-- Problem statement --
Line by line, reproduce the records exactly.

-- Data for review --
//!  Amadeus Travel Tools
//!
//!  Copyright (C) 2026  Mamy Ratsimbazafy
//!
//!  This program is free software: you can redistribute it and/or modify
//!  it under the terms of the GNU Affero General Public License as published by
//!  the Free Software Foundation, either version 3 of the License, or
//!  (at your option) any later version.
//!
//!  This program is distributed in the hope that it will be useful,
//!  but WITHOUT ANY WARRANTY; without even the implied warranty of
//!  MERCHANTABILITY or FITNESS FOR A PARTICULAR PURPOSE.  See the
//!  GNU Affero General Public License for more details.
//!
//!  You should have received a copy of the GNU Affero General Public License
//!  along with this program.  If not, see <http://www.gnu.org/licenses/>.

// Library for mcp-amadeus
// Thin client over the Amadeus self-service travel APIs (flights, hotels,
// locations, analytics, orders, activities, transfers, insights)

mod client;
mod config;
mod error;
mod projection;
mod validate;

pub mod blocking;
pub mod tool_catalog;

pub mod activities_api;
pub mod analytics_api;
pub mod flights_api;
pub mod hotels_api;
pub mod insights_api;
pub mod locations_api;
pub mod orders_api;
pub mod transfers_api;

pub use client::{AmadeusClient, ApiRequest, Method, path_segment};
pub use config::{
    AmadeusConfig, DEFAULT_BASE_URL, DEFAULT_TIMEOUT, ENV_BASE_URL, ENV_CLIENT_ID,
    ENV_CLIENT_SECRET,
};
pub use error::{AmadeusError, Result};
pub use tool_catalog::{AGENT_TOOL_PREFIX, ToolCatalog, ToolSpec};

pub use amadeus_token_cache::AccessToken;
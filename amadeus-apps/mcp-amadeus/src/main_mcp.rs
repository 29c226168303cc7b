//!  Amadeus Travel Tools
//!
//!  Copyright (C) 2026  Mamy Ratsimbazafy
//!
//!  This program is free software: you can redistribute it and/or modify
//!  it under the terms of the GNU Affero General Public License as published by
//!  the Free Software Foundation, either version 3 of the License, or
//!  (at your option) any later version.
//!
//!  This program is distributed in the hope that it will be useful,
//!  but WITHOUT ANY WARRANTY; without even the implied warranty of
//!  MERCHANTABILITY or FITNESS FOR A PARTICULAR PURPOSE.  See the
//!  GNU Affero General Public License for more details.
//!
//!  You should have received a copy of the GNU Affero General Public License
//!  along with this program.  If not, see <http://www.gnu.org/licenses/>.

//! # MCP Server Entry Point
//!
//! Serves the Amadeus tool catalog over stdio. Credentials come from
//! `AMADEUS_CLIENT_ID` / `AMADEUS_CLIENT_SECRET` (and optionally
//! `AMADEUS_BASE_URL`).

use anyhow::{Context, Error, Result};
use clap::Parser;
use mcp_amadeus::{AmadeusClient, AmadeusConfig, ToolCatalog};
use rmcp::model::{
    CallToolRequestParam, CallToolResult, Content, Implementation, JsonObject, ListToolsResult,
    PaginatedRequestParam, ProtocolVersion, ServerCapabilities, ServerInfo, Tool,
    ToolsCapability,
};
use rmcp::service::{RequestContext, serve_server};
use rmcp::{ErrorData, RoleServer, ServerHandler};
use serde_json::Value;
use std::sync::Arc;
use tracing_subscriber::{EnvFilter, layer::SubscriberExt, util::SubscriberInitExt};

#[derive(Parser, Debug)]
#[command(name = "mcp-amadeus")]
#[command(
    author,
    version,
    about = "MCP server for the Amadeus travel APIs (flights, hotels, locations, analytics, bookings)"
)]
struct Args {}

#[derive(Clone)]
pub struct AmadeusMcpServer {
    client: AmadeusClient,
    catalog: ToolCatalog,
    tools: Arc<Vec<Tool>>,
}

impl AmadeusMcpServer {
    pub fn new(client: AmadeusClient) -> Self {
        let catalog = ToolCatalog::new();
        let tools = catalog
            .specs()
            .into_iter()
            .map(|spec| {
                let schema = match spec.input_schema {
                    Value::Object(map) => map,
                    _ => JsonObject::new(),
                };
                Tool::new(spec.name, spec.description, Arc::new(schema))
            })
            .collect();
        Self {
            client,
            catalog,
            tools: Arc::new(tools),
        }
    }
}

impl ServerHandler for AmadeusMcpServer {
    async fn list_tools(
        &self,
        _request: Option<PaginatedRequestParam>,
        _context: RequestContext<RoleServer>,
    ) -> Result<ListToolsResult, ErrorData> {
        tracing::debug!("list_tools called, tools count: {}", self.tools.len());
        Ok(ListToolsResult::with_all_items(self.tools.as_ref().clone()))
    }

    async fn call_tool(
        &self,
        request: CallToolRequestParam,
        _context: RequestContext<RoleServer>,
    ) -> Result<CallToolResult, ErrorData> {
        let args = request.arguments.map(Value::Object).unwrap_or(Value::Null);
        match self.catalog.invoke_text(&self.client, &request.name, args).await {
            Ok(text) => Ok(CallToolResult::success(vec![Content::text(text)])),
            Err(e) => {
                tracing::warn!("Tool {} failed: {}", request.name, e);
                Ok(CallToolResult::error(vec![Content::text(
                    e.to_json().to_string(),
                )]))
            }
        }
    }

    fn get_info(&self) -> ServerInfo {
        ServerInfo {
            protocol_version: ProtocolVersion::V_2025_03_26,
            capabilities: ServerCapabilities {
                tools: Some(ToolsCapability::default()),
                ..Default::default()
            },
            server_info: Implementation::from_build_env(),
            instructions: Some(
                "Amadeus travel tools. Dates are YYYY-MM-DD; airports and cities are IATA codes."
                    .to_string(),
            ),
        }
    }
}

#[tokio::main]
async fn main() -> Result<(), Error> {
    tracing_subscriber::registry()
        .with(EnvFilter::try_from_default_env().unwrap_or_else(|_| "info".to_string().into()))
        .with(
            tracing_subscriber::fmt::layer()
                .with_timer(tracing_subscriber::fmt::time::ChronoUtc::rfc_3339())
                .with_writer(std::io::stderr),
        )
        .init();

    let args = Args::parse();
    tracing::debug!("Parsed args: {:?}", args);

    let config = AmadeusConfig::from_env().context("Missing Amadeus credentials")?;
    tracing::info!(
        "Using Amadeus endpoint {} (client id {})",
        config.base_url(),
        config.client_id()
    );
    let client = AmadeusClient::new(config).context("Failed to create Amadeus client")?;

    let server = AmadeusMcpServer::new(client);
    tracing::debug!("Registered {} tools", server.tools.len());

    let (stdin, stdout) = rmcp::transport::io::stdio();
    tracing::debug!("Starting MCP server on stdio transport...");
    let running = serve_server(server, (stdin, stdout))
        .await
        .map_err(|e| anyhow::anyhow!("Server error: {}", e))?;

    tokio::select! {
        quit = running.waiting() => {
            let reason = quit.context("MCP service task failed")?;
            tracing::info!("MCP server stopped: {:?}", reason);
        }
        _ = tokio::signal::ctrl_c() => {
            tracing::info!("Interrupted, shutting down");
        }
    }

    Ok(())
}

-- Exercise response --
//!  Amadeus Travel Tools
//!
//!  Copyright (C) 2026  Mamy Ratsimbazafy
//!
//!  This program is free software: you can redistribute it and/or modify
//!  it under the terms of the GNU Affero General Public License as published by
//!  the Free Software Foundation, either version 3 of the License, or
//!  (at your option) any later version.
//!
//!  This program is distributed in the hope that it will be useful,
//!  but WITHOUT ANY WARRANTY; without even the implied warranty of
//!  MERCHANTABILITY or FITNESS FOR A PARTICULAR PURPOSE.  See the
//!  GNU Affero General Public License for more details.
//!
//!  You should have received a copy of the GNU Affero General Public License
//!  along with this program.  If not, see <http://www.gnu.org/licenses/>.

// Library for mcp-amadeus
// Thin client over the Amadeus self-service travel APIs (flights, hotels,
// locations, analytics, orders, activities, transfers, insights)

mod client;
mod config;
mod error;
mod projection;
mod validate;

pub mod blocking;
pub mod tool_catalog;

pub mod activities_api;
pub mod analytics_api;
pub mod flights_api;
pub mod hotels_api;
pub mod insights_api;
pub mod locations_api;
pub mod orders_api;
pub mod transfers_api;

pub use client::{AmadeusClient, ApiRequest, Method, path_segment};
pub use config::{
    AmadeusConfig, DEFAULT_BASE_URL, DEFAULT_TIMEOUT, ENV_BASE_URL, ENV_CLIENT_ID,
    ENV_CLIENT_SECRET,
};
pub use error::{AmadeusError, Result};
pub use tool_catalog::{AGENT_TOOL_PREFIX, ToolCatalog, ToolSpec};

pub use amadeus_token_cache::AccessToken;
filename amadeus-apps/mcp-amadeus/src/main_mcp.rs
repository 29c226168303cc7b
//!  Amadeus Travel Tools
//!
//!  Copyright (C) 2026  Mamy Ratsimbazafy
//!
//!  This program is free software: you can redistribute it and/or modify
//!  it under the terms of the GNU Affero General Public License as published by
//!  the Free Software Foundation, either version 3 of the License, or
//!  (at your option) any later version.
//!
//!  This program is distributed in the hope that it will be useful,
//!  but WITHOUT ANY WARRANTY; without even the implied warranty of
//!  MERCHANTABILITY or FITNESS FOR A PARTICULAR PURPOSE.  See the
//!  GNU Affero General Public License for more details.
//!
//!  You should have received a copy of the GNU Affero General Public License
//!  along with this program.  If not, see <http://www.gnu.org/licenses/>.

//! # MCP Server Entry Point
//!
//! Serves the Amadeus tool catalog over stdio. Credentials come from
//! `AMADEUS_CLIENT_ID` / `AMADEUS_CLIENT_SECRET` (and optionally
//! `AMADEUS_BASE_URL`).

use anyhow::{Context, Error, Result};
use clap::Parser;
use mcp_amadeus::{AmadeusClient, AmadeusConfig, ToolCatalog};
use rmcp::model::{
    CallToolRequestParam, CallToolResult, Content, Implementation, JsonObject, ListToolsResult,
    PaginatedRequestParam, ProtocolVersion, ServerCapabilities, ServerInfo, Tool,
    ToolsCapability,
};
use rmcp::service::{RequestContext, serve_server};
use rmcp::{ErrorData, RoleServer, ServerHandler};
use serde_json::Value;
use std::sync::Arc;
use tracing_subscriber::{EnvFilter, layer::SubscriberExt, util::SubscriberInitExt};

#[derive(Parser, Debug)]
#[command(name = "mcp-amadeus")]
#[command(
    author,
    version,
    about = "MCP server for the Amadeus travel APIs (flights, hotels, locations, analytics, bookings)"
)]
struct Args {}

#[derive(Clone)]
pub struct AmadeusMcpServer {
    client: AmadeusClient,
    catalog: ToolCatalog,
    tools: Arc<Vec<Tool>>,
}

impl AmadeusMcpServer {
    pub fn new(client: AmadeusClient) -> Self {
        let catalog = ToolCatalog::new();
        let tools = catalog
            .specs()
            .into_iter()
            .map(|spec| {
                let schema = match spec.input_schema {
                    Value::Object(map) => map,
                    _ => JsonObject::new(),
                };
                Tool::new(spec.name, spec.description, Arc::new(schema))
            })
            .collect();
        Self {
            client,
            catalog,
            tools: Arc::new(tools),
        }
    }
}

impl ServerHandler for AmadeusMcpServer {
    async fn list_tools(
        &self,
        _request: Option<PaginatedRequestParam>,
        _context: RequestContext<RoleServer>,
    ) -> Result<ListToolsResult, ErrorData> {
        tracing::debug!("list_tools called, tools count: {}", self.tools.len());
        Ok(ListToolsResult::with_all_items(self.tools.as_ref().clone()))
    }

    async fn call_tool(
        &self,
        request: CallToolRequestParam,
        _context: RequestContext<RoleServer>,
    ) -> Result<CallToolResult, ErrorData> {
        let args = request.arguments.map(Value::Object).unwrap_or(Value::Null);
        match self.catalog.invoke_text(&self.client, &request.name, args).await {
            Ok(text) => Ok(CallToolResult::success(vec![Content::text(text)])),
            Err(e) => {
                tracing::warn!("Tool {} failed: {}", request.name, e);
                Ok(CallToolResult::error(vec![Content::text(
                    e.to_json().to_string(),
                )]))
            }
        }
    }

    fn get_info(&self) -> ServerInfo {
        ServerInfo {
            protocol_version: ProtocolVersion::V_2025_03_26,
            capabilities: ServerCapabilities {
                tools: Some(ToolsCapability::default()),
                ..Default::default()
            },
            server_info: Implementation::from_build_env(),
            instructions: Some(
                "Amadeus travel tools. Dates are YYYY-MM-DD; airports and cities are IATA codes."
                    .to_string(),
            ),
        }
    }
}

#[tokio::main]
async fn main() -> Result<(), Error> {
    tracing_subscriber::registry()
        .with(EnvFilter::try_from_default_env().unwrap_or_else(|_| "info".to_string().into()))
        .with(
            tracing_subscriber::fmt::layer()
                .with_timer(tracing_subscriber::fmt::time::ChronoUtc::rfc_3339())
                .with_writer(std::io::stderr),
        )
        .init();

    let args = Args::parse();
    tracing::debug!("Parsed args: {:?}", args);

    let config = AmadeusConfig::from_env().context("Missing Amadeus credentials")?;
    tracing::info!(
        "Using Amadeus endpoint {} (client id {})",
        config.base_url(),
        config.client_id()
    );
    let client = AmadeusClient::new(config).context("Failed to create Amadeus client")?;

    let server = AmadeusMcpServer::new(client);
    tracing::debug!("Registered {} tools", server.tools.len());

    let (stdin, stdout) = rmcp::transport::io::stdio();
    tracing::debug!("Starting MCP server on stdio transport...");
    let running = serve_server(server, (stdin, stdout))
        .await
        .map_err(|e| anyhow::anyhow!("Server error: {}", e))?;

    tokio::select! {
        quit = running.waiting() => {
            let reason = quit.context("MCP service task failed")?;
            tracing::info!("MCP server stopped: {:?}", reason);
        }
        _ = tokio::signal::ctrl_c() => {
            tracing::info!("Interrupted, shutting down");
        }
    }

    Ok(())
}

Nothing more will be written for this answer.